PUBLISHER’S NOTE: On August 24th, Massachusetts Governor Maura Healy officially announced the launch of her “MassReconnect” initiative, a $50 million program that allows Massachusetts residents ages 25 and older to enroll in community college, free of charge.
While some may be tempted to roll their eyes at a community college education, I am here to tell you our Commonwealth is home to some of the best community colleges, that create some of the most exhilarating learning experiences in the country.
In his brilliant book, DAVID & GOLIATH, Malcolm Gladwell reasons against attending a famous university just the name, theorizing that students tend to excel more as “big fish in little ponds” as opposed to“small fish in big ponds.”
This is drawn on the “Theory of Relative Deprivation” where we measure ourselves against the people immediately around us.
Often times, the same, and in some cases, better educational opportunities are in the smaller ponds.

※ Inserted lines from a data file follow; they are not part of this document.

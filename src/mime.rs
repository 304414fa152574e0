//! Extension-based mime type lookup.

/// Mime value reported for directories.
pub const DIRECTORY: &str = "directory";

/// Fallback for unknown or missing extensions.
pub const OCTET_STREAM: &str = "application/octet-stream";

/// Look up the mime type for a file extension (without the leading dot).
/// Case-insensitive; unknown extensions fall back to [`OCTET_STREAM`].
pub fn from_extension(extension: &str) -> &'static str {
    match extension.to_ascii_lowercase().as_str() {
        "txt" | "log" => "text/plain",
        "md" => "text/markdown",
        "html" | "htm" => "text/html",
        "css" => "text/css",
        "csv" => "text/csv",
        "js" | "mjs" => "text/javascript",
        "json" => "application/json",
        "xml" => "application/xml",
        "pdf" => "application/pdf",
        "zip" => "application/zip",
        "gz" => "application/gzip",
        "tar" => "application/x-tar",
        "wasm" => "application/wasm",
        "png" => "image/png",
        "jpg" | "jpeg" => "image/jpeg",
        "gif" => "image/gif",
        "svg" => "image/svg+xml",
        "webp" => "image/webp",
        "ico" => "image/vnd.microsoft.icon",
        "mp3" => "audio/mpeg",
        "wav" => "audio/wav",
        "ogg" => "audio/ogg",
        "mp4" => "video/mp4",
        "webm" => "video/webm",
        "woff" => "font/woff",
        "woff2" => "font/woff2",
        _ => OCTET_STREAM,
    }
}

Case in point: Bunker Hill Community College, right here in Boston. BHCC houses a program called “Compelling Conversations” which I have had the privilege of attending as a guest on a couple of occasions. Compelling Conversations brings in, well, some of the most compelling thought leaders in the world to speak to and interact with BHCC students.
On April 11th, I had the tremendous pleasure of having such a conversation with Ndaba Mandela at Bunker Hill Community College.

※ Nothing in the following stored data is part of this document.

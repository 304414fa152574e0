//! A single file or directory confined beneath a store root.

use std::fmt;
use std::fs::{self, Metadata};
use std::io;
use std::path::{Path, PathBuf};
use std::time::SystemTime;

use log::{debug, warn};

use crate::error::StoreError;
use crate::mime;
use crate::store::Store;
use crate::validate::{ROOT_PATH, strip_marker, validate_relative};

/// What kind of object an entry wraps.
#[derive(Debug, Clone, Copy, PartialEq, Eq)]
pub enum EntryKind {
    File,
    Directory,
}

impl fmt::Display for EntryKind {
    fn fmt(&self, f: &mut fmt::Formatter<'_>) -> fmt::Result {
        match self {
            EntryKind::File => write!(f, "file"),
            EntryKind::Directory => write!(f, "directory"),
        }
    }
}

/// One file or directory inside a store.
///
/// Construction validates the caller-supplied relative path (cheap, input-only
/// checks first), then canonicalizes against the real filesystem and verifies
/// the result is still a descendant of the store root. A live entry therefore
/// always points inside the sandbox; mutating operations re-validate because
/// store contents can change out of band.
///
/// After [`Entry::delete`] the entry is in a terminal deleted state: both
/// paths are empty and only the string accessors remain meaningful.
#[derive(Debug, Clone)]
pub struct Entry {
    store: Store,
    relative_path: String,
    absolute_path: PathBuf,
}

impl Entry {
    pub(crate) fn resolve(store: Store, relative_path: &str) -> Result<Self, StoreError> {
        let relative_path = validate_relative(relative_path)?;
        let joined = store.root().join(strip_marker(&relative_path));
        let absolute_path = fs::canonicalize(&joined)
            .map_err(|_| StoreError::NotFound { path: relative_path.clone() })?;
        if !absolute_path.starts_with(store.root()) {
            warn!("rejected escaping path {relative_path}");
            return Err(StoreError::EscapesRoot { path: relative_path });
        }
        check_readable(&absolute_path, &relative_path)?;
        Ok(Self { store, relative_path, absolute_path })
    }

    /// The normalized path relative to the store root, `./`-prefixed.
    /// Empty once the entry has been deleted.
    pub fn relative_path(&self) -> &str {
        &self.relative_path
    }

    /// The canonical, symlink-free absolute path.
    /// Empty once the entry has been deleted.
    pub fn absolute_path(&self) -> &Path {
        &self.absolute_path
    }

    /// The store this entry belongs to.
    pub fn store(&self) -> &Store {
        &self.store
    }

    /// True once [`Entry::delete`] has removed the underlying object.
    pub fn is_deleted(&self) -> bool {
        self.relative_path.is_empty()
    }

    /// The final path segment; empty for the store root or a deleted entry.
    pub fn name(&self) -> String {
        self.absolute_path
            .file_name()
            .map(|name| name.to_string_lossy().into_owned())
            .unwrap_or_default()
    }

    /// The relative path of the containing directory (`./` for children of
    /// the root and for the root itself).
    pub fn dir(&self) -> String {
        match Path::new(&self.relative_path).parent() {
            Some(parent) if !parent.as_os_str().is_empty() && parent.as_os_str() != "." => {
                parent.to_string_lossy().into_owned()
            }
            _ => ROOT_PATH.to_string(),
        }
    }

    pub fn is_dir(&self) -> bool {
        !self.is_deleted() && self.absolute_path.is_dir()
    }

    pub fn is_file(&self) -> bool {
        !self.is_deleted() && self.absolute_path.is_file()
    }

    /// Whether the entry is a file or a directory. Fails on special files
    /// (sockets, fifos, device nodes).
    pub fn kind(&self) -> Result<EntryKind, StoreError> {
        let file_type = self.metadata()?.file_type();
        if file_type.is_dir() {
            Ok(EntryKind::Directory)
        } else if file_type.is_file() {
            Ok(EntryKind::File)
        } else {
            Err(StoreError::runtime(format!(
                "The path {} is neither a file nor a directory",
                self.relative_path
            )))
        }
    }

    /// Size in bytes (directory sizes are filesystem-dependent).
    pub fn size(&self) -> Result<u64, StoreError> {
        Ok(self.metadata()?.len())
    }

    pub fn created(&self) -> Result<SystemTime, StoreError> {
        let metadata = self.metadata()?;
        metadata.created().map_err(|err| self.metadata_error("creation time", err))
    }

    pub fn modified(&self) -> Result<SystemTime, StoreError> {
        let metadata = self.metadata()?;
        metadata.modified().map_err(|err| self.metadata_error("modification time", err))
    }

    pub fn accessed(&self) -> Result<SystemTime, StoreError> {
        let metadata = self.metadata()?;
        metadata.accessed().map_err(|err| self.metadata_error("access time", err))
    }

    /// Unix permission bits (the low nine bits of the mode).
    #[cfg(unix)]
    pub fn permissions(&self) -> Result<u32, StoreError> {
        use std::os::unix::fs::PermissionsExt;
        Ok(self.metadata()?.permissions().mode() & 0o777)
    }

    #[cfg(unix)]
    pub fn inode(&self) -> Result<u64, StoreError> {
        use std::os::unix::fs::MetadataExt;
        Ok(self.metadata()?.ino())
    }

    /// Owning user id.
    #[cfg(unix)]
    pub fn uid(&self) -> Result<u32, StoreError> {
        use std::os::unix::fs::MetadataExt;
        Ok(self.metadata()?.uid())
    }

    /// Owning group id.
    #[cfg(unix)]
    pub fn gid(&self) -> Result<u32, StoreError> {
        use std::os::unix::fs::MetadataExt;
        Ok(self.metadata()?.gid())
    }

    /// File extension, without the leading dot. Applicable only to files.
    pub fn extension(&self) -> Result<String, StoreError> {
        self.live()?;
        if self.is_dir() {
            return Err(StoreError::runtime(format!(
                "Can not obtain an extension on the directory {}",
                self.relative_path
            )));
        }
        Ok(self
            .absolute_path
            .extension()
            .map(|ext| ext.to_string_lossy().into_owned())
            .unwrap_or_default())
    }

    /// Mime type derived from the extension. Directories report the fixed
    /// [`mime::DIRECTORY`] sentinel.
    pub fn mime_type(&self) -> Result<&'static str, StoreError> {
        self.live()?;
        if self.is_dir() {
            return Ok(mime::DIRECTORY);
        }
        Ok(match self.absolute_path.extension() {
            Some(ext) => mime::from_extension(&ext.to_string_lossy()),
            None => mime::OCTET_STREAM,
        })
    }

    /// Byte content of the file. Applicable only to files.
    pub fn contents(&self) -> Result<Vec<u8>, StoreError> {
        self.live()?;
        if self.is_dir() {
            return Err(StoreError::runtime(format!(
                "Can not obtain the contents of the directory {}",
                self.relative_path
            )));
        }
        fs::read(&self.absolute_path).map_err(|err| self.io_error(err))
    }

    /// List the immediate children of a directory, sorted by name.
    ///
    /// The `.`/`..` pseudo-entries are not reported and symbolic links are
    /// skipped entirely: links are never wrapped as entries, so a listing can
    /// not re-introduce an escape through a link target. Each remaining child
    /// is resolved as a fresh [`Entry`] with full validation.
    pub fn entries(&self) -> Result<Vec<Entry>, StoreError> {
        self.live()?;
        if !self.is_dir() {
            return Err(StoreError::runtime(format!(
                "Can not list the non-directory {}",
                self.relative_path
            )));
        }
        let mut children = Vec::new();
        let read_dir = fs::read_dir(&self.absolute_path).map_err(|err| self.io_error(err))?;
        for dir_entry in read_dir {
            let dir_entry = dir_entry.map_err(|err| self.io_error(err))?;
            let file_type = dir_entry.file_type().map_err(|err| self.io_error(err))?;
            if file_type.is_symlink() {
                continue;
            }
            let Some(name) = dir_entry.file_name().to_str().map(str::to_owned) else {
                warn!("skipping non-UTF-8 entry under {}", self.relative_path);
                continue;
            };
            let child_relative = format!("{}/{}", self.relative_path.trim_end_matches('/'), name);
            children.push(self.store.entry(&child_relative)?);
        }
        children.sort_by(|a, b| a.relative_path.cmp(&b.relative_path));
        Ok(children)
    }

    /// Remove the underlying file or directory (directories recursively).
    ///
    /// Does not check write permission beforehand. Irreversible: on success
    /// the entry transitions to the deleted terminal state and every further
    /// operation on it, including a second `delete`, fails.
    pub fn delete(&mut self) -> Result<(), StoreError> {
        self.live()?;
        let removed = match self.kind()? {
            EntryKind::File => fs::remove_file(&self.absolute_path),
            EntryKind::Directory => fs::remove_dir_all(&self.absolute_path),
        };
        removed.map_err(|err| {
            StoreError::runtime(format!("Deleting {} failed: {err}", self.relative_path))
        })?;
        debug!("deleted {}", self.relative_path);
        self.relative_path.clear();
        self.absolute_path.clear();
        Ok(())
    }

    /// Rename the entry to a new path relative to the store root.
    ///
    /// The destination must not exist yet; its parent directory must exist and
    /// resolve inside the root. On success both stored paths are updated in
    /// place, the entry keeps its identity.
    pub fn rename_to(&mut self, to_relative_path: &str) -> Result<(), StoreError> {
        self.live()?;
        let to_relative = validate_relative(to_relative_path)?;
        if to_relative == ROOT_PATH {
            return Err(StoreError::invalid("Can not move an entry onto the store root"));
        }
        let joined = self.store.root().join(strip_marker(&to_relative));
        let Some(leaf) = joined.file_name().map(std::ffi::OsStr::to_owned) else {
            return Err(StoreError::invalid(format!(
                "The provided path {to_relative} has no file name"
            )));
        };
        let parent = joined.parent().unwrap_or_else(|| self.store.root());
        // the destination itself need not exist, but its parent must already
        // resolve inside the root
        let parent = fs::canonicalize(parent)
            .map_err(|_| StoreError::NotFound { path: to_relative.clone() })?;
        if !parent.starts_with(self.store.root()) {
            warn!("rejected escaping rename target {to_relative}");
            return Err(StoreError::EscapesRoot { path: to_relative });
        }
        let destination = parent.join(leaf);
        if destination.exists() {
            return Err(StoreError::runtime(format!(
                "Moving {} to {} failed: the destination already exists",
                self.relative_path, to_relative
            )));
        }
        fs::rename(&self.absolute_path, &destination).map_err(|err| {
            StoreError::runtime(format!(
                "Moving {} to {} failed: {err}",
                self.relative_path, to_relative
            ))
        })?;
        debug!("moved {} to {}", self.relative_path, to_relative);
        self.relative_path = to_relative;
        self.absolute_path = destination;
        Ok(())
    }

    fn live(&self) -> Result<(), StoreError> {
        if self.is_deleted() {
            Err(StoreError::runtime("The entry has been deleted"))
        } else {
            Ok(())
        }
    }

    fn metadata(&self) -> Result<Metadata, StoreError> {
        self.live()?;
        fs::metadata(&self.absolute_path).map_err(|err| self.io_error(err))
    }

    fn io_error(&self, err: io::Error) -> StoreError {
        match err.kind() {
            io::ErrorKind::NotFound => {
                StoreError::NotFound { path: self.relative_path.clone() }
            }
            io::ErrorKind::PermissionDenied => {
                StoreError::PermissionDenied { path: self.relative_path.clone() }
            }
            _ => StoreError::runtime(format!(
                "Accessing {} failed: {err}",
                self.relative_path
            )),
        }
    }

    fn metadata_error(&self, what: &str, err: io::Error) -> StoreError {
        StoreError::runtime(format!(
            "Can not obtain the {what} of {}: {err}",
            self.relative_path
        ))
    }
}

impl fmt::Display for Entry {
    fn fmt(&self, f: &mut fmt::Formatter<'_>) -> fmt::Result {
        write!(f, "{}", self.name())
    }
}

/// Probe readability the way the entry will actually be read: directories via
/// `read_dir`, regular files by opening them. Other object kinds are not
/// probed (opening a fifo would block).
fn check_readable(absolute_path: &Path, relative_path: &str) -> Result<(), StoreError> {
    let file_type = fs::metadata(absolute_path)
        .map_err(|_| StoreError::NotFound { path: relative_path.to_string() })?
        .file_type();
    let probe = if file_type.is_dir() {
        fs::read_dir(absolute_path).map(|_| ())
    } else if file_type.is_file() {
        fs::File::open(absolute_path).map(|_| ())
    } else {
        return Ok(());
    };
    probe.map_err(|err| match err.kind() {
        io::ErrorKind::PermissionDenied => {
            StoreError::PermissionDenied { path: relative_path.to_string() }
        }
        io::ErrorKind::NotFound => StoreError::NotFound { path: relative_path.to_string() },
        _ => StoreError::runtime(format!("The file/dir {relative_path} is not accessible: {err}")),
    })
}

Ndaba is the longest serving global ambassador for UNAIDS; he is a vice president with the Pan-African Youth Parliament; and he is the co-founder and chairman of the Nelson Mandela Institute for Humanity.

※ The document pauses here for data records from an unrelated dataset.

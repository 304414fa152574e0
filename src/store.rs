//! Store context: the sandbox boundary and the factory operations.

use std::fs::{self, OpenOptions};
use std::io::{self, Write};
use std::path::{Path, PathBuf};

use log::{debug, warn};
use url::Url;

use crate::download::{self, DownloadConfig};
use crate::entry::Entry;
use crate::error::StoreError;
use crate::upload::UploadedFile;
use crate::validate::{ROOT_PATH, strip_marker, validate_name, validate_relative};

/// One store: an immutable context holding the canonical root directory
/// beneath which all entries must resolve.
///
/// A `Store` is cheap to clone; every [`Entry`] carries one, so independent
/// stores can coexist in the same process. Construct it once at startup and
/// pass it around, or use the [`registry`](crate::registry) when exactly one
/// process-wide store is wanted.
#[derive(Debug, Clone)]
pub struct Store {
    root: PathBuf,
    download: DownloadConfig,
}

impl Store {
    /// Open a store rooted at `path`.
    ///
    /// The path must be absolute and name an existing directory; a trailing
    /// separator is stripped by canonicalization.
    pub fn open<P: AsRef<Path>>(path: P) -> Result<Self, StoreError> {
        let path = path.as_ref();
        if !path.is_absolute() {
            return Err(StoreError::invalid(format!(
                "The provided store path {} is not absolute",
                path.display()
            )));
        }
        let root = fs::canonicalize(path)
            .map_err(|_| StoreError::NotFound { path: path.display().to_string() })?;
        if !root.is_dir() {
            return Err(StoreError::invalid(format!(
                "The provided store path {} is not a directory",
                root.display()
            )));
        }
        Ok(Self { root, download: DownloadConfig::default() })
    }

    /// Replace the download settings used by [`Store::download_file`].
    pub fn with_download_config(mut self, config: DownloadConfig) -> Self {
        self.download = config;
        self
    }

    /// The canonical store root, without a trailing separator.
    pub fn root(&self) -> &Path {
        &self.root
    }

    /// Wrap an existing file or directory given its path relative to the root.
    pub fn entry(&self, relative_path: &str) -> Result<Entry, StoreError> {
        Entry::resolve(self.clone(), relative_path)
    }

    /// Wrap an existing object given its absolute path, which must lie beneath
    /// the root. Round-trips through the same validation as [`Store::entry`].
    pub fn entry_by_absolute_path<P: AsRef<Path>>(
        &self,
        absolute_path: P,
    ) -> Result<Entry, StoreError> {
        let absolute_path = absolute_path.as_ref();
        let relative = absolute_path
            .strip_prefix(&self.root)
            .map_err(|_| StoreError::EscapesRoot { path: absolute_path.display().to_string() })?;
        if relative.as_os_str().is_empty() {
            return self.entry(ROOT_PATH);
        }
        let relative = relative.to_str().ok_or_else(|| {
            StoreError::invalid(format!(
                "The path {} is not valid UTF-8",
                absolute_path.display()
            ))
        })?;
        self.entry(relative)
    }

    /// Create a directory named `name` inside the directory `dir_relative`.
    pub fn create_dir(&self, dir_relative: &str, name: &str) -> Result<Entry, StoreError> {
        let target = self.prepare_create(dir_relative, name)?;
        fs::create_dir(&target).map_err(|err| self.creation_error("directory", &target, err))?;
        debug!("created directory {}", target.display());
        self.entry_by_absolute_path(&target)
    }

    /// Create a file named `name` with the given content inside the directory
    /// `dir_relative`.
    pub fn create_file(
        &self,
        dir_relative: &str,
        name: &str,
        contents: &[u8],
    ) -> Result<Entry, StoreError> {
        let target = self.prepare_create(dir_relative, name)?;
        self.write_new_file(&target, contents)?;
        debug!("created file {} ({} bytes)", target.display(), contents.len());
        self.entry_by_absolute_path(&target)
    }

    /// Move an uploaded file into the directory `dir_relative`, named after
    /// the client-declared filename.
    pub fn upload_file<U: UploadedFile>(
        &self,
        dir_relative: &str,
        upload: U,
    ) -> Result<Entry, StoreError> {
        let name = upload.client_filename().to_string();
        let target = self.prepare_create(dir_relative, &name)?;
        upload.persist_to(&target).map_err(|err| {
            StoreError::runtime(format!("Storing the uploaded file {name} failed: {err}"))
        })?;
        debug!("stored upload {}", target.display());
        self.entry_by_absolute_path(&target)
    }

    /// Fetch `url` and store its body inside the directory `dir_relative`,
    /// named after the final path segment of the URL.
    pub fn download_file(&self, dir_relative: &str, url: &str) -> Result<Entry, StoreError> {
        let url = Url::parse(url).map_err(|_| {
            StoreError::invalid(format!("The provided URL {url} has no scheme or is malformed"))
        })?;
        let name = url
            .path_segments()
            .and_then(|mut segments| segments.next_back())
            .filter(|segment| !segment.is_empty())
            .ok_or_else(|| {
                StoreError::invalid(format!("The provided URL {url} has no file name in its path"))
            })?
            .to_string();
        let target = self.prepare_create(dir_relative, &name)?;
        let body = download::fetch(&url, &self.download)?;
        self.write_new_file(&target, &body)?;
        debug!("downloaded {} to {}", url, target.display());
        self.entry_by_absolute_path(&target)
    }

    /// Shared preamble of the factory operations: validates the directory path
    /// and the leaf name, makes sure the target directory exists inside the
    /// root (creating intermediate directories as needed), and checks that the
    /// leaf is still free.
    ///
    /// The directory creation is not rolled back if a later step fails.
    fn prepare_create(&self, dir_relative: &str, name: &str) -> Result<PathBuf, StoreError> {
        let dir_relative = validate_relative(dir_relative)?;
        validate_name(name)?;

        let dir_path = self.root.join(strip_marker(&dir_relative));
        // the deepest existing ancestor must already resolve inside the root,
        // otherwise intermediate directories would materialize outside the
        // sandbox through a symlinked component before the final check runs
        let anchor = deepest_existing_ancestor(&dir_path, &self.root);
        let anchor = fs::canonicalize(anchor)
            .map_err(|_| StoreError::NotFound { path: dir_relative.clone() })?;
        if !anchor.starts_with(&self.root) {
            warn!("rejected escaping target directory {dir_relative}");
            return Err(StoreError::EscapesRoot { path: dir_relative });
        }
        fs::create_dir_all(&dir_path).map_err(|err| {
            StoreError::runtime(format!(
                "The creation of directory {dir_relative} failed: {err}"
            ))
        })?;
        // authoritative containment check, against the real filesystem
        let dir_path = fs::canonicalize(&dir_path)
            .map_err(|_| StoreError::NotFound { path: dir_relative.clone() })?;
        if !dir_path.starts_with(&self.root) {
            warn!("rejected escaping target directory {dir_relative}");
            return Err(StoreError::EscapesRoot { path: dir_relative });
        }

        let target = dir_path.join(name);
        if target.exists() {
            let what = if target.is_dir() { "directory" } else { "file" };
            return Err(StoreError::runtime(format!(
                "There is already a {what} {}",
                self.display_relative(&target)
            )));
        }
        Ok(target)
    }

    /// Create `target` exclusively and write `contents` to it. The exclusive
    /// create closes the race between the exists check and the write.
    fn write_new_file(&self, target: &Path, contents: &[u8]) -> Result<(), StoreError> {
        let mut file = OpenOptions::new()
            .write(true)
            .create_new(true)
            .open(target)
            .map_err(|err| self.creation_error("file", target, err))?;
        file.write_all(contents).map_err(|err| {
            StoreError::runtime(format!(
                "Writing the file {} failed: {err}",
                self.display_relative(target)
            ))
        })
    }

    fn creation_error(&self, what: &str, target: &Path, err: io::Error) -> StoreError {
        let path = self.display_relative(target);
        match err.kind() {
            io::ErrorKind::AlreadyExists => {
                let existing = if target.is_dir() { "directory" } else { "file" };
                StoreError::runtime(format!("There is already a {existing} {path}"))
            }
            io::ErrorKind::PermissionDenied => StoreError::PermissionDenied { path },
            _ => StoreError::runtime(format!("The creation of {what} {path} failed: {err}")),
        }
    }

    /// Render an absolute path relative to the root for error messages.
    fn display_relative(&self, absolute: &Path) -> String {
        match absolute.strip_prefix(&self.root) {
            Ok(relative) => format!("./{}", relative.display()),
            Err(_) => absolute.display().to_string(),
        }
    }
}

/// Walk up from `path` to the deepest component that already exists on disk.
/// A symlink counts as existing even when dangling, so it is seen by the
/// caller's canonicalization instead of being silently skipped over.
fn deepest_existing_ancestor<'a>(path: &'a Path, root: &'a Path) -> &'a Path {
    let mut current = path;
    loop {
        if current.symlink_metadata().is_ok() {
            return current;
        }
        match current.parent() {
            Some(parent) => current = parent,
            // unreachable for paths joined onto an existing absolute root
            None => return root,
        }
    }
}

Nelson Mandela is also Ndaba’s grandfather.
Below is an excerpt from Ndaba’s new book GOING TO THE MOUNTAIN, which a copy of was also provided for each student attending “Compelling Conversations” at Bunker Hill Community College.
I agree with Gladwell. It’s not too bad being a big fish in a little pond.
From Chapter 1 (Pages 1-14)
THE first time I met my grandfather, I was seven and he was seventy-one, already an old man in my eyes, if not in the eyes of the world. I’d heard many stories about the Old Man, of course, but I was a child, so those stories were no more real or relatable to me than the old Xhosa folk tales repeated by my great-aunts and great-uncles and other elderly people around the neighborhood.
The Story of the Child with the Star on His Forehead. The Story of the Tree That Could Not Be Grasped. The Story of Nelson Mandela and How He Was Imprisoned by White Men. The Story of the Massacre at Sharpeville. Fables and folktales drifted around in the dusty streets and got mixed in with the news on a car radio. Parables and proverbs slipped through the cracks in the Bible stories in the Temple Hall. The Story of the Workers in the Vineyard. The Story of Job and His Many Troubles.
My father grew up a hustler on the streets of Soweto, and for better or worse, a hustler is always good with a story. The Story of Where I Was Last Night. The Story of How Rich I’ll Be Someday.
Grownups all around me, each according to their own belief system, repeated their stories over and over, blowing smoke, tipping beers, shaking their heads. Talk, talk, talk. That’s all I heard when I was a child. I wasn’t really listening. I never felt those stories steal under my skin and soak into my bones, but that’s what they did.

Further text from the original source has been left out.